Gearman• Around since 2006. Multi platform.• Not really a message queue - designed as a job queuing system• Client, Job Server, Worker• Failover (multiple job servers)• NOT persistent• Simple, works well (if that’s all you need)
TheSchwartz• Is Persistent• From the same place as Gearman• Not as well adopted• Relies on a MySQL database - SPOF• Still simple - maybe the easiest way to get started (if you need reliable)?
Client libs: Net::Stomp• Apache ActiveMQ.• Dead simple producers and consumers.• Just a client - you need to manage / run your own jobs.• Blocking.• Works perfectly well for sending messages from a web app.
Client libs: Net::RabbitFoot• AMQP / RabbitMQ• AnyEvent based - non blocking.• Documentation pretty poor (sorry).• Works well if you have an async app.• Can be used inside a web app for simple sending.

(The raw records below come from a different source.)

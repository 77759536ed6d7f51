//! End-to-end tests for the acquire / use / release flow.
//!
//! These tests verify:
//! 1. Authorization is checked before the store is touched
//! 2. Granted handles expose the payload until released
//! 3. Leases are wiped when their lifetime elapses
//! 4. Store, not-found and integrity failures are refused and recorded
//! 5. Authorization resets and policy reloads

mod helpers;

use std::panic::{self, AssertUnwindSafe};
use std::sync::Arc;
use std::time::Duration;

use helpers::{caller, config, service, Harness, PAYLOAD, SERVICE};
use keyguard::{
    Caller, CallerId, CallerPolicy, Digest, EncryptedMemoryStore, GuardConfig, GuardError,
    LeaseState, SecretGuard, SecretId, GUARD_CALLER,
};
use keyguard_audit::{AccessAction, AccessOutcome, AuditFilter, DenialReason};

// ============================================================================
// Authorization
// ============================================================================

#[test]
fn test_unauthorized_caller_is_denied_without_store_lookup() {
    let h = Harness::new(config());

    let result = h.guard.acquire("wallet1", &caller("bob"));

    assert!(matches!(
        result,
        Err(GuardError::Authorization { ref identifier, ref caller })
            if identifier == "wallet1" && caller == "bob"
    ));
    assert_eq!(h.store.lookups(), 0);

    let records = h.audit.records();
    assert_eq!(records.len(), 1);
    assert_eq!(records[0].identifier, "wallet1");
    assert_eq!(records[0].caller, "bob");
    assert_eq!(records[0].action, AccessAction::Acquire);
    assert_eq!(records[0].outcome, AccessOutcome::Denied);
    assert_eq!(records[0].reason, Some(DenialReason::UnauthorizedCaller));
}

#[test]
fn test_empty_policy_denies_everyone() {
    let h = Harness::new(GuardConfig::new(SERVICE).with_watchdog_interval_ms(5_000));

    for name in ["alice", "bob", "root"] {
        assert!(matches!(
            h.guard.acquire("wallet1", &caller(name)),
            Err(GuardError::Authorization { .. })
        ));
    }
    assert_eq!(h.denied(DenialReason::UnauthorizedCaller), 3);
    assert_eq!(h.store.lookups(), 0);
}

#[test]
fn test_token_pinned_caller_must_present_matching_token() {
    let h = Harness::new(
        config().with_token_caller("signer-bot", Digest::of(b"bot-token")),
    );

    let with_token = Caller::with_token("signer-bot", b"bot-token").expect("caller");
    let wrong_token = Caller::with_token("signer-bot", b"guess").expect("caller");
    let no_token = caller("signer-bot");

    assert!(h.guard.acquire("wallet1", &with_token).is_ok());
    assert!(matches!(
        h.guard.acquire("wallet1", &wrong_token),
        Err(GuardError::Authorization { .. })
    ));
    assert!(matches!(
        h.guard.acquire("wallet1", &no_token),
        Err(GuardError::Authorization { .. })
    ));
    assert_eq!(h.store.lookups(), 1);
}

#[test]
fn test_reload_policy_grants_and_revokes() {
    let h = Harness::new(config());
    let bob = caller("bob");

    assert!(h.guard.acquire("wallet1", &bob).is_err());

    h.guard.reload_policy(CallerPolicy::allow_callers([
        CallerId::new("bob").expect("caller id"),
    ]));
    let held = h.guard.acquire("wallet1", &bob).expect("bob is now allowed");
    assert!(matches!(
        h.guard.acquire("wallet1", &caller("alice")),
        Err(GuardError::Authorization { .. })
    ));

    assert!(held.is_active());
}

// ============================================================================
// Acquire and Release
// ============================================================================

#[test]
fn test_granted_handle_exposes_payload_until_released() {
    let h = Harness::new(config());

    let secret = h.guard.acquire("wallet1", &caller("alice")).expect("acquire");
    let seen = secret.expose(|bytes| bytes.to_vec()).expect("active");
    assert_eq!(seen, PAYLOAD);
    assert_eq!(h.guard.active_leases(), 1);

    secret.release();

    assert_eq!(secret.state(), LeaseState::Released);
    assert!(matches!(
        secret.expose(|_| ()),
        Err(GuardError::SecretExpired { .. })
    ));
    assert_eq!(h.guard.active_leases(), 0);

    let records = h.audit.records();
    assert_eq!(records.len(), 2);
    assert_eq!(records[0].outcome, AccessOutcome::Granted);
    assert_eq!(records[1].outcome, AccessOutcome::Released);
    assert_eq!(records[0].lease_id, Some(secret.lease_id()));
    assert_eq!(records[1].lease_id, Some(secret.lease_id()));
}

#[test]
fn test_dropping_handle_releases_lease() {
    let h = Harness::new(config());

    {
        let secret = h.guard.acquire("wallet1", &caller("alice")).expect("acquire");
        assert!(secret.is_active());
    }

    assert_eq!(h.guard.active_leases(), 0);
    assert_eq!(h.count(AccessAction::Release), 1);
}

#[test]
fn test_release_is_idempotent() {
    let h = Harness::new(config());
    let secret = h.guard.acquire("wallet1", &caller("alice")).expect("acquire");

    for _ in 0..3 {
        secret.release();
    }
    drop(secret);

    assert_eq!(h.count(AccessAction::Release), 1);
}

#[test]
fn test_with_secret_releases_after_closure() {
    let h = Harness::new(config());

    let len = h
        .guard
        .with_secret("wallet1", &caller("alice"), |bytes| bytes.len())
        .expect("with_secret");

    assert_eq!(len, PAYLOAD.len());
    assert_eq!(h.guard.active_leases(), 0);
    assert_eq!(h.granted(), 1);
    assert_eq!(h.count(AccessAction::Release), 1);
}

#[test]
fn test_with_secret_releases_when_closure_panics() {
    let h = Harness::new(config());
    let alice = caller("alice");

    let outcome = panic::catch_unwind(AssertUnwindSafe(|| {
        h.guard.with_secret("wallet1", &alice, |_| -> usize {
            panic!("signer crashed")
        })
    }));

    assert!(outcome.is_err());
    assert_eq!(h.guard.active_leases(), 0);
    assert_eq!(h.count(AccessAction::Release), 1);
}

#[test]
fn test_concurrent_shared_handles_are_independent() {
    let h = Harness::new(config());
    let alice = caller("alice");

    let first = h.guard.acquire("wallet1", &alice).expect("acquire");
    let second = h.guard.acquire("wallet1", &alice).expect("acquire");
    assert_ne!(first.lease_id(), second.lease_id());

    first.release();
    assert!(second.is_active());
    assert_eq!(second.expose(|b| b.to_vec()).expect("active"), PAYLOAD);
}

// ============================================================================
// Expiry
// ============================================================================

#[test]
fn test_lease_expires_after_lifetime() {
    let h = Harness::new(config());
    let secret = h.guard.acquire("wallet1", &caller("alice")).expect("acquire");

    h.clock.advance_secs(4);
    assert_eq!(h.guard.sweep_expired(), 0);
    assert!(secret.expose(|_| ()).is_ok());

    h.clock.advance_secs(2);
    assert_eq!(h.guard.sweep_expired(), 1);

    assert_eq!(secret.state(), LeaseState::Expired);
    assert!(matches!(
        secret.expose(|_| ()),
        Err(GuardError::SecretExpired { ref identifier, .. }) if identifier == "wallet1"
    ));

    let expired = h
        .audit
        .query(&AuditFilter::new().with_outcome(AccessOutcome::Expired));
    assert_eq!(expired.len(), 1);
    assert_eq!(expired[0].caller, "alice");
    assert_eq!(expired[0].lease_id, Some(secret.lease_id()));
}

#[test]
fn test_release_after_expiry_records_nothing() {
    let h = Harness::new(config());
    let secret = h.guard.acquire("wallet1", &caller("alice")).expect("acquire");

    h.clock.advance_secs(6);
    h.guard.sweep_expired();
    secret.release();
    drop(secret);

    assert_eq!(h.count(AccessAction::Expire), 1);
    assert_eq!(h.count(AccessAction::Release), 0);
}

#[test]
fn test_short_lifetime_expires_first() {
    let h = Harness::new(config());
    let alice = caller("alice");

    let short = h
        .guard
        .acquire_with_lifetime("wallet1", &alice, Duration::from_secs(1))
        .expect("acquire");
    let long = h.guard.acquire("wallet1", &alice).expect("acquire");

    h.clock.advance_secs(1);
    assert_eq!(h.guard.sweep_expired(), 1);
    assert!(!short.is_active());
    assert!(long.is_active());
}

// ============================================================================
// Store and Integrity Failures
// ============================================================================

#[test]
fn test_store_unavailable_is_refused_and_retryable() {
    let h = Harness::new(config());
    h.store.set_available(false);

    let err = h
        .guard
        .acquire("wallet1", &caller("alice"))
        .expect_err("store is offline");

    assert!(matches!(err, GuardError::StoreUnavailable { .. }));
    assert!(err.is_retryable());
    assert_eq!(h.granted(), 0);
    assert_eq!(h.denied(DenialReason::StoreUnavailable), 1);

    h.store.set_available(true);
    assert!(h.guard.acquire("wallet1", &caller("alice")).is_ok());
}

#[test]
fn test_missing_secret_is_not_found() {
    let h = Harness::new(config());

    let err = h
        .guard
        .acquire("wallet2", &caller("alice"))
        .expect_err("nothing stored");

    assert!(matches!(err, GuardError::SecretNotFound { .. }));
    assert!(!err.is_retryable());
    assert_eq!(h.denied(DenialReason::NotFound), 1);
}

#[test]
fn test_integrity_pin_mismatch_is_refused() {
    let h = Harness::new(config().with_integrity_pin("wallet1", Digest::of(b"other payload")));

    let err = h
        .guard
        .acquire("wallet1", &caller("alice"))
        .expect_err("digest does not match");

    assert!(matches!(err, GuardError::IntegrityCheckFailed { .. }));
    assert_eq!(h.denied(DenialReason::IntegrityCheckFailed), 1);
    assert_eq!(h.guard.active_leases(), 0);
}

#[test]
fn test_integrity_pin_match_is_granted() {
    let h = Harness::new(config().with_integrity_pin("wallet1", Digest::of(PAYLOAD)));

    assert!(h.guard.acquire("wallet1", &caller("alice")).is_ok());
}

#[test]
fn test_invalid_identifier_never_reaches_store() {
    let h = Harness::new(config());

    for bad in ["", "../wallet1", "wallet 1", "-wallet"] {
        assert!(matches!(
            h.guard.acquire(bad, &caller("alice")),
            Err(GuardError::InvalidIdentifier { .. })
        ));
    }
    assert_eq!(h.store.lookups(), 0);
}

// ============================================================================
// Authorization Reset
// ============================================================================

#[test]
fn test_reset_authorization_forces_fresh_lookup() {
    let h = Harness::new(config());
    let held = h.guard.acquire("wallet1", &caller("alice")).expect("acquire");

    h.guard.reset_authorization("wallet1").expect("reset");

    assert!(held.is_active());
    assert!(matches!(
        h.guard.acquire("wallet1", &caller("alice")),
        Err(GuardError::SecretNotFound { .. })
    ));

    let resets = h
        .audit
        .query(&AuditFilter::new().with_action(AccessAction::ResetAuthorization));
    assert_eq!(resets.len(), 1);
    assert_eq!(resets[0].caller, GUARD_CALLER);
    assert_eq!(resets[0].outcome, AccessOutcome::Reset);
}

#[test]
fn test_reset_authorization_of_unknown_secret_succeeds() {
    let h = Harness::new(config());

    h.guard.reset_authorization("never-stored").expect("reset");
    assert_eq!(h.count(AccessAction::ResetAuthorization), 1);
}

#[test]
fn test_reset_authorization_with_store_offline_fails() {
    let h = Harness::new(config());
    h.store.set_available(false);

    let err = h
        .guard
        .reset_authorization("wallet1")
        .expect_err("store is offline");
    assert!(matches!(err, GuardError::StoreUnavailable { .. }));

    let records = h.audit.records();
    assert_eq!(records.len(), 1);
    assert_eq!(records[0].outcome, AccessOutcome::Denied);
    assert_eq!(records[0].reason, Some(DenialReason::StoreUnavailable));

    h.store.set_available(true);
    assert!(h.store.contains(&service(), &SecretId::new("wallet1").expect("id")));
}

// ============================================================================
// Configuration
// ============================================================================

#[test]
fn test_guard_from_config_file() {
    let dir = tempfile::tempdir().expect("tempdir");
    let path = dir.path().join("keyguard.json");
    std::fs::write(
        &path,
        format!(
            r#"{{
                "service_id": "{SERVICE}",
                "max_lifetime_secs": 10,
                "callers": [{{ "name": "alice" }}],
                "integrity": {{ "wallet1": "{}" }}
            }}"#,
            Digest::of(PAYLOAD).to_hex()
        ),
    )
    .expect("write config");

    let config = GuardConfig::from_file(&path).expect("load config");
    let store = Arc::new(EncryptedMemoryStore::ephemeral());
    store
        .put(&service(), &SecretId::new("wallet1").expect("id"), PAYLOAD)
        .expect("put");

    let guard = SecretGuard::builder(config).store(store).build().expect("build");
    assert_eq!(guard.config().max_lifetime_secs, 10);
    assert_eq!(guard.service().as_str(), SERVICE);
    assert!(guard.watchdog_running());

    let secret = guard.acquire("wallet1", &caller("alice")).expect("acquire");
    assert_eq!(
        secret.expires_at() - secret.acquired_at(),
        chrono::Duration::seconds(10)
    );
}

Catalyst::Engine::Stomp• By chrisa @ Venda & yours truly; now maintained by Paul Moony.• Simple framework for writing jobs / managing workers.• Allows you to ﬁre and forget, or ﬁre and wait for termination (and pass a message back)• Achieves many of the same things a Gearman• Used in anger by several companies. (http://miltonkeynes.pm.org/talks/2010/06/paul_mooney_stomp_moosex_workers.pdf)
Net::ActiveMQ• Builds on Catalyst::Engine::STOMP• Chisel talked about this at YAPC::EU (Friday PM ‘Going Postal’)• NetAPorter people - poke him to release it (or at least put it on github)!
Web::Hippie• Persistent (potentially bidirectional) web pipe to applications.• Cheap connection, no polling needed (on reasonably modern browsers). Great as the listener part for ‘replies’• Downsides - needs to be async - no DBI (kinda)!• Plays very nicely with RabbitMQ (hint MooseX::Storage & Joose.Storage <3)
CatalystX::JobServer• My current baby.• Uses AMQP.• Provides Web::Hippie pipes for jobs - shiny shiny ajax updates.• Barely production ready (but useable).• I’m talking about it later...
Conclusions• Use JSON for your message payloads.• You probably want to use Gearman if you can get away with it.• STOMP works well and is simple, tried and tested jobs solution.• AMQP is nicer and more ﬂexible, but there are less proven solutions (in perl).